There’s one thing that this article misses, however.

Elementary, because of the rigid teaser and five acts structure, more closely mimics the format of the Doyle’s original stories — short, somewhat formulaic, stories. Yes, there are the four novels, but of the four the only one that holds a candle to the short stories, in my opinion, is The Hound of the Baskervilles (which, to this day, remains my favorite novel). Sherlock, by contrast, is a more formless beast. Moffat was quoted once as saying that Sherlock is what Doyle would write if he were writing today, but I think Elementary can lay a serious claim to being that.

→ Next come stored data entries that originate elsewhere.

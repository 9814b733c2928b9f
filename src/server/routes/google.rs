use crate::error::{FormsyncError, OauthError};
use crate::forms::schema_from_json;
use crate::server::router::FormsyncState;
use axum::{
    Json,
    body::Bytes,
    extract::{Query, State},
    response::{IntoResponse, Response},
};
use axum_extra::extract::cookie::{Cookie, PrivateCookieJar, SameSite};
use serde::Deserialize;
use serde_json::json;
use subtle::ConstantTimeEq;
use time::Duration;
use tracing::{error, info};

const CSRF_COOKIE: &str = "google_oauth_csrf_token";

#[derive(Debug, Deserialize)]
pub struct CallbackParams {
    code: Option<String>,
    state: Option<String>,
    error: Option<String>,
}

/// GET /api/v1/google/auth/url
///
/// Returns the consent URL and stores its CSRF state in an encrypted cookie.
pub async fn auth_url(
    State(state): State<FormsyncState>,
    jar: PrivateCookieJar,
) -> Result<impl IntoResponse, FormsyncError> {
    let redirect = &state.services.google_cfg.redirect_url;
    let (url, csrf_token) = state.services.get_authorization_url(redirect).await?;

    let jar = jar.add(build_cookie(
        CSRF_COOKIE,
        csrf_token.secret().clone(),
        !state.insecure_cookie,
    ));

    info!("Dispatching Google consent URL for redirect {}", redirect);
    Ok((jar, Json(json!({ "url": url.as_str() }))))
}

/// GET /api/v1/google/auth/callback
pub async fn auth_callback(
    State(state): State<FormsyncState>,
    Query(params): Query<CallbackParams>,
    jar: PrivateCookieJar,
) -> Response {
    let expected_state = jar.get(CSRF_COOKIE).map(|c| c.value().to_string());
    let jar = jar.remove(Cookie::from(CSRF_COOKIE));

    match process_callback(&state, params, expected_state).await {
        Ok(()) => {
            info!("Google OAuth callback accepted");
            (
                jar,
                Json(json!({ "message": "Authentication successful" })),
            )
                .into_response()
        }
        Err(err) => {
            error!("Google OAuth failure: {}", err);
            (jar, err).into_response()
        }
    }
}

async fn process_callback(
    state: &FormsyncState,
    params: CallbackParams,
    expected_state: Option<String>,
) -> Result<(), FormsyncError> {
    if let Some(denied) = params.error {
        return Err(flow_error("ACCESS_DENIED", format!("consent was not granted: {denied}")));
    }

    let code = params
        .code
        .as_deref()
        .map(str::trim)
        .filter(|s| !s.is_empty())
        .ok_or_else(|| flow_error("MISSING_CODE", "missing `code` query parameter".to_string()))?;
    let returned_state = params.state.as_deref().map(str::trim).unwrap_or_default();

    let expected_state = expected_state.ok_or_else(|| {
        flow_error(
            "OAUTH_SESSION_MISSING",
            "Missing OAuth session cookie".to_string(),
        )
    })?;

    if !bool::from(returned_state.as_bytes().ct_eq(expected_state.as_bytes())) {
        return Err(flow_error("CSRF_MISMATCH", "CSRF token mismatch".to_string()));
    }

    let redirect = &state.services.google_cfg.redirect_url;
    state.services.complete_authorization(code, redirect).await
}

fn flow_error(code: &str, message: String) -> FormsyncError {
    FormsyncError::AuthExchange(OauthError::Flow {
        code: code.to_string(),
        message,
    })
}

/// GET /api/v1/google/status
pub async fn status(State(state): State<FormsyncState>) -> impl IntoResponse {
    let authenticated = state.services.is_authenticated().await;
    Json(json!({ "authenticated": authenticated }))
}

/// POST /api/v1/google/forms
///
/// The body is decoded by hand so that a malformed schema surfaces as a validation error
/// rather than an extractor rejection.
pub async fn create_form(
    State(state): State<FormsyncState>,
    body: Bytes,
) -> Result<impl IntoResponse, FormsyncError> {
    let schema = schema_from_json(&body)?;
    let result = state.services.create_provider_form(&schema).await?;
    Ok(Json(result))
}

fn build_cookie(name: &'static str, value: String, secure: bool) -> Cookie<'static> {
    Cookie::build((name, value))
        .path("/")
        .http_only(true)
        .secure(secure)
        .same_site(SameSite::Lax)
        .max_age(Duration::minutes(15))
        .build()
}
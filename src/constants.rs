//! Application constants
//!
//! Centralized location for magic strings and configuration defaults.

/// Default REST collection the users are read from and written to
pub const DEFAULT_API_URL: &str = "http://localhost:3000/users";

/// Default request timeout in seconds
pub const DEFAULT_TIMEOUT_SECS: u64 = 30;

/// How long a toast stays on screen
pub const DEFAULT_TOAST_SECS: u64 = 5;

/// Default log file, relative to the working directory
pub const DEFAULT_LOG_FILE: &str = "roster.log";

/// Maximum number of toasts kept on screen at once
pub const MAX_TOASTS: usize = 5;

/// Application name
pub const APP_NAME: &str = "roster";

/// Directory name under the platform config dir
pub const CONFIG_DIR_NAME: &str = "roster";

/// Config file name inside `CONFIG_DIR_NAME`
pub const CONFIG_FILE_NAME: &str = "config.yaml";

/// Toast messages
pub const MSG_USER_ADDED: &str = "User added";
pub const MSG_USER_UPDATED: &str = "User updated";
pub const MSG_USER_DELETED: &str = "User deleted";
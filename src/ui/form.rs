//! User form rendering

use ratatui::{prelude::*, widgets::*};

use crate::form::FormField;
use crate::models::UserDraft;
use crate::ui::widgets::render_input;

/// Draw the five inputs of `draft` into `area`, one bordered row each
pub fn render_form(f: &mut Frame, area: Rect, draft: &UserDraft, focused: FormField) {
    let rows = Layout::default()
        .direction(Direction::Vertical)
        .constraints([Constraint::Length(3); 5])
        .split(area);

    for (field, row) in FormField::ALL.iter().zip(rows.iter()) {
        let is_focused = *field == focused;
        let value = field.value(draft);

        if *field == FormField::Gender {
            f.render_widget(render_select(value, field.placeholder(), is_focused), *row);
            continue;
        }

        f.render_widget(render_input(value, field.placeholder(), is_focused), *row);

        if is_focused {
            let max_x = row.x.saturating_add(row.width.saturating_sub(2));
            let typed = u16::try_from(value.chars().count()).unwrap_or(u16::MAX);
            let cursor_x = row.x.saturating_add(typed).saturating_add(1).min(max_x);
            f.set_cursor_position(Position::new(cursor_x, row.y + 1));
        }
    }
}

fn render_select<'a>(value: &'a str, placeholder: &'a str, is_focused: bool) -> Paragraph<'a> {
    let border = if is_focused {
        Style::default().fg(Color::Yellow)
    } else {
        Style::default().fg(Color::DarkGray)
    };
    let shown = if value.is_empty() {
        Span::styled(placeholder, Style::default().fg(Color::DarkGray))
    } else {
        Span::raw(value)
    };
    let mut spans = vec![shown];
    if is_focused {
        spans.insert(0, Span::styled("◀ ", Style::default().fg(Color::Yellow)));
        spans.push(Span::styled(" ▶", Style::default().fg(Color::Yellow)));
    }

    Paragraph::new(Line::from(spans)).block(
        Block::default()
            .borders(Borders::ALL)
            .border_style(border)
            .title("Gender"),
    )
}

To be fair to Sherlock, the format of Elementary — to say nothing of the mass of material that a weekly television series can produce — is an advantage that the BBC series will never be able to match. The article points out that it’s easier for Elementary to spread the character attention around because they have more space to do it. The format Moffat and Gatiss are working limit them to some extent in what they can do with the supporting cast, story arcs, and the wider world of their franchise.

It’s an interesting analysis of the two series. Like I said, I really do try not to compare the two series. I’m just glad that there are two series about Sherlock Holmes on television, and hopefully both are sending new readers in search of the Canon.

And it amuses me to no end that the two Sherlocks like to watch — and enjoy — and discuss — the other’s show.